> About this task: Every line from the one containing "the board server." to the one containing "fn default() ->" in the records below, both included, must be set down exactly, and no other line.

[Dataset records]
----

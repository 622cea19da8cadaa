pub mod board;
pub mod config;
pub mod errors;
pub mod logging;
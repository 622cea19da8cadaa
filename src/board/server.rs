use std::path::PathBuf;
use std::sync::Arc;

use anyhow::{Context, Result};
use axum::{Router, http::HeaderValue};
use tower_http::cors::{Any, CorsLayer};
use tower_http::trace::TraceLayer;

use super::api::{self, AppState};
use super::auth::JwtKeys;
use super::db::{BoardDb, DbHandle};
use crate::config::BoardConfig;

/// Configuration for the board server.
#[derive(Debug, Clone)]
pub struct ServerConfig {
    pub host: String,
    pub port: u16,
    pub db_path: PathBuf,
    pub cors_origin: String,
    pub jwt_secret: String,
    pub token_ttl_hours: i64,
    pub dev_mode: bool,
}

impl Default for ServerConfig {
    fn default() -> Self {
        Self::from(&BoardConfig::default())
    }
}

impl From<&BoardConfig> for ServerConfig {
    fn from(config: &BoardConfig) -> Self {
        Self {
            host: config.server.host.clone(),
            port: config.server.port,
            db_path: config.database.path.clone(),
            cors_origin: config.server.cors_origin.clone(),
            jwt_secret: config.auth.jwt_secret.clone(),
            token_ttl_hours: config.auth.token_ttl_hours,
            dev_mode: false,
        }
    }
}

/// CORS for the configured front-end origin, or anything in dev mode.
fn cors_layer(config: &ServerConfig) -> Result<CorsLayer> {
    if config.dev_mode {
        return Ok(CorsLayer::permissive());
    }
    let origin: HeaderValue = config
        .cors_origin
        .parse()
        .with_context(|| format!("Invalid CORS origin '{}'", config.cors_origin))?;
    Ok(CorsLayer::new()
        .allow_origin(origin)
        .allow_methods(Any)
        .allow_headers(Any))
}

/// Build the full application router: API routes plus tracing and CORS.
pub fn build_router(state: Arc<AppState>, config: &ServerConfig) -> Result<Router> {
    Ok(api::api_router()
        .with_state(state)
        .layer(cors_layer(config)?)
        .layer(TraceLayer::new_for_http()))
}

/// Open the database, bind, and serve until Ctrl-C or SIGTERM.
pub async fn start_server(config: ServerConfig) -> Result<()> {
    if let Some(parent) = config.db_path.parent() {
        std::fs::create_dir_all(parent).context("Failed to create database directory")?;
    }

    let db = BoardDb::new(&config.db_path).context("Failed to initialize board database")?;
    let state = Arc::new(AppState {
        db: DbHandle::new(db),
        jwt: JwtKeys::new(&config.jwt_secret, config.token_ttl_hours)?,
    });
    let app = build_router(state, &config)?;

    let host = if config.dev_mode { "0.0.0.0" } else { config.host.as_str() };
    let addr = format!("{}:{}", host, config.port);
    let listener = tokio::net::TcpListener::bind(&addr)
        .await
        .with_context(|| format!("Failed to bind to {}", addr))?;

    let local_addr = listener.local_addr()?;
    tracing::info!(
        addr = %local_addr,
        db = %config.db_path.display(),
        dev = config.dev_mode,
        "sprintboard listening"
    );
    println!("Sprintboard API running at http://{}", local_addr);

    axum::serve(listener, app)
        .with_graceful_shutdown(shutdown_signal())
        .await
        .context("Server error")?;

    tracing::info!("server shut down gracefully");
    Ok(())
}

async fn shutdown_signal() {
    let ctrl_c = async {
        if let Err(e) = tokio::signal::ctrl_c().await {
            tracing::error!(error = %e, "failed to listen for Ctrl-C");
            std::future::pending::<()>().await;
        }
    };

    #[cfg(unix)]
    let terminate = async {
        use tokio::signal::unix::{SignalKind, signal};
        match signal(SignalKind::terminate()) {
            Ok(mut stream) => {
                stream.recv().await;
            }
            Err(e) => {
                tracing::error!(error = %e, "failed to listen for SIGTERM");
                std::future::pending::<()>().await;
            }
        }
    };

    #[cfg(not(unix))]
    let terminate = std::future::pending::<()>();

    tokio::select! {
        _ = ctrl_c => {},
        _ = terminate => {},
    }
    tracing::info!("shutdown signal received");
}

----

> Task output:
/// Configuration for the board server.
#[derive(Debug, Clone)]
pub struct ServerConfig {
    pub host: String,
    pub port: u16,
    pub db_path: PathBuf,
    pub cors_origin: String,
    pub jwt_secret: String,
    pub token_ttl_hours: i64,
    pub dev_mode: bool,
}

impl Default for ServerConfig {
    fn default() -> Self {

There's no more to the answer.